◆ Problem: Retype the entries below without any change.

Collected data entries
--- --- ---
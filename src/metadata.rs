//! Metadata descriptor retrieval
//!
//! Each item's descriptor is fetched once, before any ledger interaction.
//! A fetch failure is fatal to that item only; the rest of the batch
//! proceeds.

use std::time::Duration;
use tracing::warn;

use crate::errors::PipelineError;
use crate::types::{BatchItem, ItemMetadata, MetadataJson};

/// HTTP client for item descriptors
pub struct MetadataClient {
    http: reqwest::Client,
}

impl MetadataClient {
    pub fn new(timeout: Duration) -> Result<Self, PipelineError> {
        let http = reqwest::Client::builder()
            .timeout(timeout)
            .build()
            .map_err(|e| PipelineError::Rpc(format!("http client: {e}")))?;
        Ok(Self { http })
    }

    /// Fetch and decode one descriptor
    pub async fn fetch(&self, uri: &str) -> Result<MetadataJson, PipelineError> {
        let response = self
            .http
            .get(uri)
            .send()
            .await
            .map_err(|e| PipelineError::metadata_failed(uri, e.to_string()))?;
        let response = response
            .error_for_status()
            .map_err(|e| PipelineError::metadata_failed(uri, e.to_string()))?;
        response
            .json::<MetadataJson>()
            .await
            .map_err(|e| PipelineError::metadata_failed(uri, e.to_string()))
    }

    /// Resolve descriptors for a whole batch
    ///
    /// Items whose descriptor cannot be fetched are dropped from the
    /// returned list and reported in `skipped`.
    pub async fn resolve_items(
        &self,
        items: Vec<BatchItem>,
    ) -> (Vec<BatchItem>, Vec<(String, PipelineError)>) {
        let mut resolved = Vec::with_capacity(items.len());
        let mut skipped = Vec::new();

        for mut item in items {
            if item.metadata.is_some() {
                resolved.push(item);
                continue;
            }
            match self.fetch(&item.uri).await {
                Ok(json) => {
                    item.metadata = Some(ItemMetadata {
                        name: json.name,
                        symbol: json.symbol,
                        seller_fee_basis_points: json.seller_fee_basis_points,
                        creators: json.properties.creators,
                        attributes: json.attributes,
                    });
                    resolved.push(item);
                }
                Err(e) => {
                    warn!(uri = %item.uri, error = %e, "Skipping item: metadata fetch failed");
                    skipped.push((item.uri.clone(), e));
                }
            }
        }

        (resolved, skipped)
    }
}
//! Operation batching and merging
//!
//! Business logic builds many small [`Operation`]s; the ledger accepts one
//! freshness token and one fee payer per submitted unit. [`OperationBatch`]
//! keeps the before/main/after ordering, and [`Operation::merge`] collapses
//! a flattened batch into a single submittable unit.

use solana_sdk::{
    instruction::Instruction,
    pubkey::Pubkey,
    signature::{Keypair, Signature},
    signer::Signer,
    transaction::Transaction,
};

use crate::errors::PipelineError;
use crate::ledger::FreshnessToken;

/// One submittable unit: ordered instructions bound to a freshness token
/// and a fee payer
///
/// Immutable after merging except for signing. An Operation is never
/// retried itself; the confirmation loop re-derives freshness per attempt
/// and a new Operation is built for a new logical submission.
#[derive(Debug, Clone)]
pub struct Operation {
    instructions: Vec<Instruction>,
    token: FreshnessToken,
    payer: Pubkey,
}

impl Operation {
    /// Create an empty Operation bound to the given token and payer
    pub fn new(token: FreshnessToken, payer: Pubkey) -> Self {
        Self {
            instructions: Vec::new(),
            token,
            payer,
        }
    }

    /// Create an Operation from an instruction list
    pub fn with_instructions(
        instructions: Vec<Instruction>,
        token: FreshnessToken,
        payer: Pubkey,
    ) -> Self {
        Self {
            instructions,
            token,
            payer,
        }
    }

    /// Append one instruction, preserving order
    pub fn add_instruction(&mut self, instruction: Instruction) {
        self.instructions.push(instruction);
    }

    pub fn instructions(&self) -> &[Instruction] {
        &self.instructions
    }

    pub fn token(&self) -> &FreshnessToken {
        &self.token
    }

    pub fn payer(&self) -> Pubkey {
        self.payer
    }

    /// Merge several Operations into one
    ///
    /// The result's instruction list is the concatenation, in order, of
    /// every input's instructions. Tokens and payers the inputs carried are
    /// discarded in favor of the single supplied pair. Merging an empty
    /// slice yields a valid empty Operation.
    pub fn merge(operations: &[Operation], token: FreshnessToken, payer: Pubkey) -> Operation {
        let instructions = operations
            .iter()
            .flat_map(|op| op.instructions.iter().cloned())
            .collect();
        Operation {
            instructions,
            token,
            payer,
        }
    }

    /// Sign into a wire transaction
    ///
    /// The primary signer pays fees; `extra` holds the batch's auxiliary
    /// keypairs (newly created accounts, transfer authorities).
    pub fn sign(
        &self,
        primary: &Keypair,
        extra: &[&Keypair],
    ) -> Result<SignedOperation, PipelineError> {
        let mut tx = Transaction::new_with_payer(&self.instructions, Some(&self.payer));
        let mut signers: Vec<&dyn Signer> = Vec::with_capacity(1 + extra.len());
        signers.push(primary);
        for keypair in extra {
            signers.push(*keypair);
        }
        tx.try_sign(&signers, self.token.blockhash)
            .map_err(|e| PipelineError::signing_failed(e.to_string()))?;

        let signature = tx.signatures[0];
        Ok(SignedOperation {
            transaction: tx,
            signature,
        })
    }
}

/// A signed Operation ready for raw submission
#[derive(Debug, Clone)]
pub struct SignedOperation {
    transaction: Transaction,
    signature: Signature,
}

impl SignedOperation {
    /// The fee-payer signature identifying this submission
    pub fn signature(&self) -> Signature {
        self.signature
    }

    /// Serialize to wire bytes
    pub fn to_bytes(&self) -> Result<Vec<u8>, PipelineError> {
        bincode::serialize(&self.transaction)
            .map_err(|e| PipelineError::signing_failed(format!("serialize: {e}")))
    }
}

/// Ordered collection of Operations split into before/main/after phases,
/// plus the auxiliary signers the phases require
///
/// Concatenation order is always `before ++ main ++ after` and is never
/// reordered. No deduplication is performed; callers are responsible for
/// not adding semantically duplicate operations.
#[derive(Debug, Default)]
pub struct OperationBatch {
    before: Vec<Operation>,
    main: Vec<Operation>,
    after: Vec<Operation>,
    signers: Vec<Keypair>,
}

impl OperationBatch {
    pub fn new() -> Self {
        Self::default()
    }

    /// Append to the main phase
    pub fn add_operation(&mut self, operation: Operation) {
        self.main.push(operation);
    }

    /// Append to the before phase
    pub fn add_before_operation(&mut self, operation: Operation) {
        self.before.push(operation);
    }

    /// Append to the after phase
    pub fn add_after_operation(&mut self, operation: Operation) {
        self.after.push(operation);
    }

    /// Register an auxiliary signer required beyond the primary
    pub fn add_signer(&mut self, signer: Keypair) {
        self.signers.push(signer);
    }

    /// All operations in submission order: `before ++ main ++ after`
    pub fn flatten(&self) -> Vec<&Operation> {
        self.before
            .iter()
            .chain(self.main.iter())
            .chain(self.after.iter())
            .collect()
    }

    pub fn signers(&self) -> &[Keypair] {
        &self.signers
    }

    pub fn is_empty(&self) -> bool {
        self.before.is_empty() && self.main.is_empty() && self.after.is_empty()
    }

    /// Merge the flattened batch into one Operation
    ///
    /// The whole batch is flattened first so a single payer/commit unit is
    /// never fragmented across phase boundaries.
    pub fn merged(&self, token: FreshnessToken, payer: Pubkey) -> Operation {
        let flattened: Vec<Operation> = self.flatten().into_iter().cloned().collect();
        Operation::merge(&flattened, token, payer)
    }
}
--- --- ---
◆ Response to this task:
filename src/metadata.rs
//! Metadata descriptor retrieval
//!
//! Each item's descriptor is fetched once, before any ledger interaction.
//! A fetch failure is fatal to that item only; the rest of the batch
//! proceeds.

use std::time::Duration;
use tracing::warn;

use crate::errors::PipelineError;
use crate::types::{BatchItem, ItemMetadata, MetadataJson};

/// HTTP client for item descriptors
pub struct MetadataClient {
    http: reqwest::Client,
}

impl MetadataClient {
    pub fn new(timeout: Duration) -> Result<Self, PipelineError> {
        let http = reqwest::Client::builder()
            .timeout(timeout)
            .build()
            .map_err(|e| PipelineError::Rpc(format!("http client: {e}")))?;
        Ok(Self { http })
    }

    /// Fetch and decode one descriptor
    pub async fn fetch(&self, uri: &str) -> Result<MetadataJson, PipelineError> {
        let response = self
            .http
            .get(uri)
            .send()
            .await
            .map_err(|e| PipelineError::metadata_failed(uri, e.to_string()))?;
        let response = response
            .error_for_status()
            .map_err(|e| PipelineError::metadata_failed(uri, e.to_string()))?;
        response
            .json::<MetadataJson>()
            .await
            .map_err(|e| PipelineError::metadata_failed(uri, e.to_string()))
    }

    /// Resolve descriptors for a whole batch
    ///
    /// Items whose descriptor cannot be fetched are dropped from the
    /// returned list and reported in `skipped`.
    pub async fn resolve_items(
        &self,
        items: Vec<BatchItem>,
    ) -> (Vec<BatchItem>, Vec<(String, PipelineError)>) {
        let mut resolved = Vec::with_capacity(items.len());
        let mut skipped = Vec::new();

        for mut item in items {
            if item.metadata.is_some() {
                resolved.push(item);
                continue;
            }
            match self.fetch(&item.uri).await {
                Ok(json) => {
                    item.metadata = Some(ItemMetadata {
                        name: json.name,
                        symbol: json.symbol,
                        seller_fee_basis_points: json.seller_fee_basis_points,
                        creators: json.properties.creators,
                        attributes: json.attributes,
                    });
                    resolved.push(item);
                }
                Err(e) => {
                    warn!(uri = %item.uri, error = %e, "Skipping item: metadata fetch failed");
                    skipped.push((item.uri.clone(), e));
                }
            }
        }

        (resolved, skipped)
    }
}
//! Operation batching and merging
//!
//! Business logic builds many small [`Operation`]s; the ledger accepts one
//! freshness token and one fee payer per submitted unit. [`OperationBatch`]
//! keeps the before/main/after ordering, and [`Operation::merge`] collapses
//! a flattened batch into a single submittable unit.

use solana_sdk::{
    instruction::Instruction,
    pubkey::Pubkey,
    signature::{Keypair, Signature},
    signer::Signer,
    transaction::Transaction,
};

use crate::errors::PipelineError;
use crate::ledger::FreshnessToken;

/// One submittable unit: ordered instructions bound to a freshness token
/// and a fee payer
///
/// Immutable after merging except for signing. An Operation is never
/// retried itself; the confirmation loop re-derives freshness per attempt
/// and a new Operation is built for a new logical submission.
#[derive(Debug, Clone)]
pub struct Operation {
    instructions: Vec<Instruction>,
    token: FreshnessToken,
    payer: Pubkey,
}

impl Operation {
    /// Create an empty Operation bound to the given token and payer
    pub fn new(token: FreshnessToken, payer: Pubkey) -> Self {
        Self {
            instructions: Vec::new(),
            token,
            payer,
        }
    }

    /// Create an Operation from an instruction list
    pub fn with_instructions(
        instructions: Vec<Instruction>,
        token: FreshnessToken,
        payer: Pubkey,
    ) -> Self {
        Self {
            instructions,
            token,
            payer,
        }
    }

    /// Append one instruction, preserving order
    pub fn add_instruction(&mut self, instruction: Instruction) {
        self.instructions.push(instruction);
    }

    pub fn instructions(&self) -> &[Instruction] {
        &self.instructions
    }

    pub fn token(&self) -> &FreshnessToken {
        &self.token
    }

    pub fn payer(&self) -> Pubkey {
        self.payer
    }

    /// Merge several Operations into one
    ///
    /// The result's instruction list is the concatenation, in order, of
    /// every input's instructions. Tokens and payers the inputs carried are
    /// discarded in favor of the single supplied pair. Merging an empty
    /// slice yields a valid empty Operation.
    pub fn merge(operations: &[Operation], token: FreshnessToken, payer: Pubkey) -> Operation {
        let instructions = operations
            .iter()
            .flat_map(|op| op.instructions.iter().cloned())
            .collect();
        Operation {
            instructions,
            token,
            payer,
        }
    }

    /// Sign into a wire transaction
    ///
    /// The primary signer pays fees; `extra` holds the batch's auxiliary
    /// keypairs (newly created accounts, transfer authorities).
    pub fn sign(
        &self,
        primary: &Keypair,
        extra: &[&Keypair],
    ) -> Result<SignedOperation, PipelineError> {
        let mut tx = Transaction::new_with_payer(&self.instructions, Some(&self.payer));
        let mut signers: Vec<&dyn Signer> = Vec::with_capacity(1 + extra.len());
        signers.push(primary);
        for keypair in extra {
            signers.push(*keypair);
        }
        tx.try_sign(&signers, self.token.blockhash)
            .map_err(|e| PipelineError::signing_failed(e.to_string()))?;

        let signature = tx.signatures[0];
        Ok(SignedOperation {
            transaction: tx,
            signature,
        })
    }
}

/// A signed Operation ready for raw submission
#[derive(Debug, Clone)]
pub struct SignedOperation {
    transaction: Transaction,
    signature: Signature,
}

impl SignedOperation {
    /// The fee-payer signature identifying this submission
    pub fn signature(&self) -> Signature {
        self.signature
    }

    /// Serialize to wire bytes
    pub fn to_bytes(&self) -> Result<Vec<u8>, PipelineError> {
        bincode::serialize(&self.transaction)
            .map_err(|e| PipelineError::signing_failed(format!("serialize: {e}")))
    }
}

/// Ordered collection of Operations split into before/main/after phases,
/// plus the auxiliary signers the phases require
///
/// Concatenation order is always `before ++ main ++ after` and is never
/// reordered. No deduplication is performed; callers are responsible for
/// not adding semantically duplicate operations.
#[derive(Debug, Default)]
pub struct OperationBatch {
    before: Vec<Operation>,
    main: Vec<Operation>,
    after: Vec<Operation>,
    signers: Vec<Keypair>,
}

impl OperationBatch {
    pub fn new() -> Self {
        Self::default()
    }

    /// Append to the main phase
    pub fn add_operation(&mut self, operation: Operation) {
        self.main.push(operation);
    }

    /// Append to the before phase
    pub fn add_before_operation(&mut self, operation: Operation) {
        self.before.push(operation);
    }

    /// Append to the after phase
    pub fn add_after_operation(&mut self, operation: Operation) {
        self.after.push(operation);
    }

    /// Register an auxiliary signer required beyond the primary
    pub fn add_signer(&mut self, signer: Keypair) {
        self.signers.push(signer);
    }

    /// All operations in submission order: `before ++ main ++ after`
    pub fn flatten(&self) -> Vec<&Operation> {
        self.before
            .iter()
            .chain(self.main.iter())
            .chain(self.after.iter())
            .collect()
    }

    pub fn signers(&self) -> &[Keypair] {
        &self.signers
    }

    pub fn is_empty(&self) -> bool {
        self.before.is_empty() && self.main.is_empty() && self.after.is_empty()
    }

    /// Merge the flattened batch into one Operation
    ///
    /// The whole batch is flattened first so a single payer/commit unit is
    /// never fragmented across phase boundaries.
    pub fn merged(&self, token: FreshnessToken, payer: Pubkey) -> Operation {
        let flattened: Vec<Operation> = self.flatten().into_iter().cloned().collect();
        Operation::merge(&flattened, token, payer)
    }
}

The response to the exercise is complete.